This work extends the theory of identifiability in supervised learning by considering the consequences of having access to a distribution of tasks. In such cases, we show that linear identifiability is achievable in the general multi-task regression setting. Furthermore, we show that the existence of a task distribution which defines a conditional prior over latent factors reduces the equivalence class for identifiability to permutations and scaling of the true latent factors, a stronger and more useful result than linear identifiability.
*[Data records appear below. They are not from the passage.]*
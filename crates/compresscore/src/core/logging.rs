//! Logging initialization (console + file) and the process panic hook

use anyhow::Result;
use simplelog::{ColorChoice, CombinedLogger, Config, LevelFilter, TermLogger, TerminalMode, WriteLogger};
use std::path::Path;

/// Initialize logger for both console and file output
///
/// # Arguments
/// * `log_file_path` - Path to the log file (truncated on startup)
///
/// # Returns
/// * `Ok(())` - Logger initialized successfully
/// * `Err(anyhow::Error)` - Failed to create the file or a logger was already set
pub fn init_logger(log_file_path: &Path) -> Result<()> {
    let log_file = fs_err::File::create(log_file_path)
        .map_err(|e| anyhow::anyhow!("Failed to create log file: {}", e))?;

    CombinedLogger::init(vec![
        TermLogger::new(
            LevelFilter::Info,
            Config::default(),
            TerminalMode::Mixed,
            ColorChoice::Auto,
        ),
        WriteLogger::new(LevelFilter::Info, Config::default(), log_file),
    ])
    .map_err(|e| anyhow::anyhow!("Failed to initialize logger: {}", e))?;

    Ok(())
}

/// Route panics through the logger so they land in the log file too.
///
/// A panicking job task is contained by tokio; this only makes the
/// panic visible next to the job's other log lines.
pub fn install_panic_hook() {
    std::panic::set_hook(Box::new(|panic_info| {
        log::error!("Panic caught: {:?}", panic_info);
        if let Some(location) = panic_info.location() {
            log::error!("Panic at {}:{}:{}", location.file(), location.line(), location.column());
        }
        if let Some(msg) = panic_info.payload().downcast_ref::<&str>() {
            log::error!("Panic message: {}", msg);
        }
    }));
}
//! Job data and its status machine

use std::path::PathBuf;
use strum::{Display, IntoStaticStr};
use tokio_util::sync::CancellationToken;
use uuid::Uuid;

use super::OwnerId;

/// File name used when the upload carried none
pub const DEFAULT_DISPLAY_NAME: &str = "video.mp4";

/// Where a job is in its lifecycle.
///
/// Forward order: `Pending → Downloading → Transcoding → Uploading →
/// Completed`. `Cancelled` and `Failed` can interrupt any non-terminal
/// state. Terminal states never change.
#[derive(Debug, Clone, Copy, PartialEq, Eq, Hash, Display, IntoStaticStr)]
#[strum(serialize_all = "lowercase")]
pub enum JobStatus {
    Pending,
    Downloading,
    Transcoding,
    Uploading,
    Completed,
    Cancelled,
    Failed,
}

impl JobStatus {
    #[must_use]
    pub fn is_terminal(self) -> bool {
        matches!(self, Self::Completed | Self::Cancelled | Self::Failed)
    }

    /// Position in the forward pipeline; `None` for interruptions
    fn pipeline_position(self) -> Option<u8> {
        match self {
            Self::Pending => Some(0),
            Self::Downloading => Some(1),
            Self::Transcoding => Some(2),
            Self::Uploading => Some(3),
            Self::Completed => Some(4),
            Self::Cancelled | Self::Failed => None,
        }
    }

    /// Whether `self → next` is a legal transition
    #[must_use]
    pub fn can_advance_to(self, next: JobStatus) -> bool {
        if self.is_terminal() {
            return false;
        }
        match (self.pipeline_position(), next.pipeline_position()) {
            (Some(current), Some(target)) => target == current + 1,
            // Cancelled / Failed from any live state
            (Some(_), None) => true,
            _ => false,
        }
    }
}

/// What the chat layer hands to the coordinator
#[derive(Debug, Clone, PartialEq, Eq)]
pub struct JobRequest {
    pub owner_id: OwnerId,
    /// Chat the result is delivered to
    pub destination: i64,
    /// Platform download token (Telegram `file_id`)
    pub source_reference: String,
    /// Original file name, used only for delivery
    pub display_name: String,
    /// Raw quality choice, validated when the job runs
    pub quality_selector: String,
}

impl JobRequest {
    /// Request delivering into the owner's private chat.
    pub fn new(
        owner_id: OwnerId,
        source_reference: impl Into<String>,
        display_name: Option<String>,
        quality_selector: impl Into<String>,
    ) -> Self {
        Self {
            owner_id,
            destination: owner_id.0,
            source_reference: source_reference.into(),
            display_name: display_name
                .filter(|name| !name.trim().is_empty())
                .unwrap_or_else(|| DEFAULT_DISPLAY_NAME.to_string()),
            quality_selector: quality_selector.into(),
        }
    }

    pub fn with_destination(mut self, chat_id: i64) -> Self {
        self.destination = chat_id;
        self
    }
}

/// Live state of one job, owned by the task running it
#[derive(Debug)]
pub struct Job {
    pub id: Uuid,
    pub owner_id: OwnerId,
    pub destination: i64,
    pub source_reference: String,
    pub display_name: String,
    pub quality_selector: String,
    pub status: JobStatus,
    /// Set right before the download stage writes it
    pub input_path: Option<PathBuf>,
    /// Set right before the encoder writes it
    pub output_path: Option<PathBuf>,
    pub cancel: CancellationToken,
}

impl Job {
    pub fn new(id: Uuid, request: JobRequest, cancel: CancellationToken) -> Self {
        Self {
            id,
            owner_id: request.owner_id,
            destination: request.destination,
            source_reference: request.source_reference,
            display_name: request.display_name,
            quality_selector: request.quality_selector,
            status: JobStatus::Pending,
            input_path: None,
            output_path: None,
            cancel,
        }
    }

    /// Moves to `next` if the transition is legal; returns whether it moved.
    pub fn advance(&mut self, next: JobStatus) -> bool {
        if !self.status.can_advance_to(next) {
            log::warn!(
                "Job {} (owner {}): ignoring illegal transition {} -> {}",
                self.id,
                self.owner_id,
                self.status,
                next
            );
            return false;
        }
        self.status = next;
        true
    }

    pub fn report(&self, error: Option<String>) -> JobReport {
        JobReport {
            job_id: self.id,
            owner_id: self.owner_id,
            status: self.status,
            error,
            input_path: self.input_path.clone(),
            output_path: self.output_path.clone(),
        }
    }
}

/// Final state of a finished job
#[derive(Debug, Clone, PartialEq, Eq)]
pub struct JobReport {
    pub job_id: Uuid,
    pub owner_id: OwnerId,
    /// Always terminal
    pub status: JobStatus,
    /// Full error text when `status` is `Failed`
    pub error: Option<String>,
    /// Scratch paths the job used; already deleted
    pub input_path: Option<PathBuf>,
    pub output_path: Option<PathBuf>,
}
Crucially, when we further assume a causal structure over these tasks, our approach enables simple maximum marginal likelihood optimization, and suggests potential downstream applications to causal representation learning. Empirically, we find that this straightforward optimization procedure enables our model to outperform more general unsupervised models in recovering canonical representations for both synthetic data and real-world molecular data.

翻译：本研究通过考虑任务分布可访问性的影响，扩展了监督学习中可辨识性理论。我们证明，在此类情况下，线性可辨识性可在通用多任务回归场景中实现。进一步研究表明，定义潜在因子条件先验的任务分布存在时，可辨识性的等价类可简化为真实潜在因子的置换与缩放变换——这较线性可辨识性具有更强理论意义与实用价值。尤为关键的是，当进一步假设任务间存在因果结构时，本方法支持简单的最大边际似然优化，并为因果表示学习的下游应用提供了潜在路径。实证研究表明，这种直接优化策略使我们的模型在合成数据与真实世界分子数据中恢复规范表示时，能够超越更通用的无监督模型。